Anécdotas lingüísticas aparte, leer estas dos fantásticas novelas es una experiencia literaria inolvidable, del mismo modo que debió de ser inolvidable ver en su momento la mítica adaptación que la BBC hizo en 1976. Servidor, por desgracia, era demasiado pequeñajo en aquella época para ver tanta depravación, y en mi recuerdo el rostro de Derek Jacobi está indisolublemente asociado desde entonces a la voz de mi madre diciendo "¿qué haces levantado? ¡a la cama ya!". Con aquella serie, toda España se aprendió la sucesión de emperadores desde Augusto a Nerón, lo cual nos devuelve al debate sobre la ficción histórica, de la que se dice también que debe entretener e ilustrar. En ese sentido, el mérito de Graves es haber dado vida -vida eterna, además- a personajes habitualmente marmóreos. Suetonio y Tácito, por nombrar a los más conocidos, han narrado las vidas de algunos de estos personajes, y sus descripciones, las de Suetonio en particular, son memorables, pero la distancia entre historiador e historiado era imposible de obviar. Al meterse en la piel de Claudio, Graves salva esa distancia y nos narra en primera persona y desde el ojo del huracán todos aquellos hechos que habitualmente nos refería la Historia.

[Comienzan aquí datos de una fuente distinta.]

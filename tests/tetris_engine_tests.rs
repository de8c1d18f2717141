//! Puzzle engine tests - public state machine behavior.

use std::path::PathBuf;

use brickgame::core::tetris::TetrisEngine;
use brickgame::types::{Cell, InputEvent, State, UserAction};

fn records(tag: &str) -> PathBuf {
    std::env::temp_dir().join(format!("brickgame_it_tetris_{tag}_{}", std::process::id()))
}

fn confirm(eng: &mut TetrisEngine) {
    eng.user_input(InputEvent::press(UserAction::Start));
}

fn idle(eng: &mut TetrisEngine) {
    eng.user_input(InputEvent::press(UserAction::Idle));
}

#[test]
fn confirm_spawns_exactly_four_occupied_cells() {
    let mut eng = TetrisEngine::new(7, records("spawn"));
    assert_eq!(eng.state(), State::Launch);

    confirm(&mut eng);
    assert_eq!(eng.state(), State::Moving);

    let mut occupied = 0;
    for r in 0..eng.field().rows() as i32 {
        for c in eng.field().interior_cols() {
            if eng.field().is_occupied(r, c) {
                occupied += 1;
            }
        }
    }
    assert_eq!(occupied, 4);

    let cells = eng.piece_cells().expect("active piece in Moving");
    for (i, a) in cells.iter().enumerate() {
        for b in &cells[i + 1..] {
            assert_ne!(a, b, "piece cells must be distinct");
        }
    }
}

#[test]
fn four_line_clear_scores_exactly_1500() {
    let mut eng = TetrisEngine::new(3, records("quad"));
    confirm(&mut eng);

    // Four complete rows just above the floor; the piece lands on top of
    // them and the attach sweeps all four at once.
    for r in 18..=21 {
        for c in 1..=10 {
            eng.field_mut().set(r, c, Cell::block(2));
        }
    }

    for _ in 0..40 {
        idle(&mut eng);
        if eng.score() > 0 {
            break;
        }
    }

    assert_eq!(eng.score(), 1500, "a quad pays 1500, not 4x100");
    assert_eq!(eng.level(), 3);
    assert_eq!(eng.state(), State::Moving);
}

#[test]
fn single_line_clear_scores_100() {
    let mut eng = TetrisEngine::new(3, records("single"));
    confirm(&mut eng);

    for c in 1..=10 {
        eng.field_mut().set(21, c, Cell::block(2));
    }

    for _ in 0..40 {
        idle(&mut eng);
        if eng.score() > 0 {
            break;
        }
    }

    assert_eq!(eng.score(), 100);
    assert_eq!(eng.level(), 1);
}

#[test]
fn piece_keeps_four_cells_through_mixed_input() {
    let mut eng = TetrisEngine::new(11, records("mixed"));
    confirm(&mut eng);

    let inputs = [
        UserAction::Left,
        UserAction::Action,
        UserAction::Right,
        UserAction::Idle,
        UserAction::Action,
        UserAction::Left,
        UserAction::Idle,
    ];
    for action in inputs.iter().cycle().take(60) {
        eng.user_input(InputEvent::press(*action));
        if matches!(eng.state(), State::Moving | State::Shifting) {
            let cells = eng.piece_cells().expect("piece present while moving");
            for (i, a) in cells.iter().enumerate() {
                for b in &cells[i + 1..] {
                    assert_ne!(a, b);
                }
            }
        }
    }
}

#[test]
fn high_score_survives_session_reset() {
    let path = records("survive");
    let _ = std::fs::remove_file(&path);

    let mut eng = TetrisEngine::new(3, &path);
    confirm(&mut eng);
    for c in 1..=10 {
        eng.field_mut().set(21, c, Cell::block(2));
    }
    for _ in 0..40 {
        idle(&mut eng);
        if eng.score() > 0 {
            break;
        }
    }
    assert_eq!(eng.high_score(), 100);

    // Top out: fill the upper play rows and let the next attach end the game.
    for r in 2..=20 {
        for c in 1..=10 {
            if eng.field().get(r, c).is_empty() {
                eng.field_mut().set(r, c, Cell::block(1));
            }
        }
    }
    for _ in 0..20 {
        idle(&mut eng);
        if eng.state() == State::GameOver {
            break;
        }
    }
    assert_eq!(eng.state(), State::GameOver);
    assert_eq!(eng.score(), 0);
    assert_eq!(eng.high_score(), 100, "record outlives the session");

    let _ = std::fs::remove_file(&path);
}

#[test]
fn terminate_persists_the_high_score() {
    let path = records("terminate");
    let _ = std::fs::remove_file(&path);

    let mut eng = TetrisEngine::new(3, &path);
    confirm(&mut eng);
    for c in 1..=10 {
        eng.field_mut().set(21, c, Cell::block(2));
    }
    for _ in 0..40 {
        idle(&mut eng);
        if eng.score() > 0 {
            break;
        }
    }

    eng.user_input(InputEvent::press(UserAction::Terminate));
    assert_eq!(brickgame::storage::load_high_score(&path), 100);

    let _ = std::fs::remove_file(&path);
}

Y esto, que hoy parece obvio, antes no lo era.
Según el autor, la obra comenzó a gestarse la noche en que, tras leer a Suetonio, la figura de Claudio se le apareció en un sueño exigiéndole que escribiera su verdadera historia. (Claro que, en otro momento, Graves dijo que la había escrito con el único fin de ganar dinero). Y aunque no se nos oculta ninguno de los defectos de Claudio, es evidente que Yo, Claudio tiene mucho de reivindicación de la figura del emperador. Pero más allá del retrato de Claudio, personalmente, y como he señalado más arriba, creo que Graves nos habla del siglo XX, de tiranías, de despotismo, de la brutalidad del poder, de la indefensión del pueblo frente a ese poder, de la absoluta soledad del poderoso y, sobre todo, de la dificultad que el buen gobernante tiene para regir el país con estricta fidelidad a sus principios.
En lo que se refiere a la soledad del poderoso, sólo un personaje es capaz de aliviar ese sentimiento hasta el final de la vida de nuestro héroe. Claudio, rechazado por su familia desde niño y objeto de burla por parte de todos, encuentra cariño en su admirado hermano Germánico y su primo Póstumo, y respeto en el filósofo Atenodoro, su tutor, que despierta en él el amor por la historia y el anhelo de la república. Pero cuando el pequeño Claudio lo conoce, Atenodoro es ya un anciano, y Germánico y Póstumo serán víctimas de conjuras que hacen hervir la sangre al lector. Las sucesivas esposas de Claudio, por su parte, no le provocan más que asco, disgustos o indiferencia, y la única a la que de verdad creee amar es la pérfida Mesalina, cuya reputación de ninfómana recalcitrante y aficionada a endulzar elvino ajeno es cuestionada hoy por la historia. Sólo una persona comprende, respeta y estima a Claudio hasta el fin de sus días: la prostituta Calpurnia. En ella Graves crea uno de esos personajes secundarios que bien valdrían una obra entera por sí mismos.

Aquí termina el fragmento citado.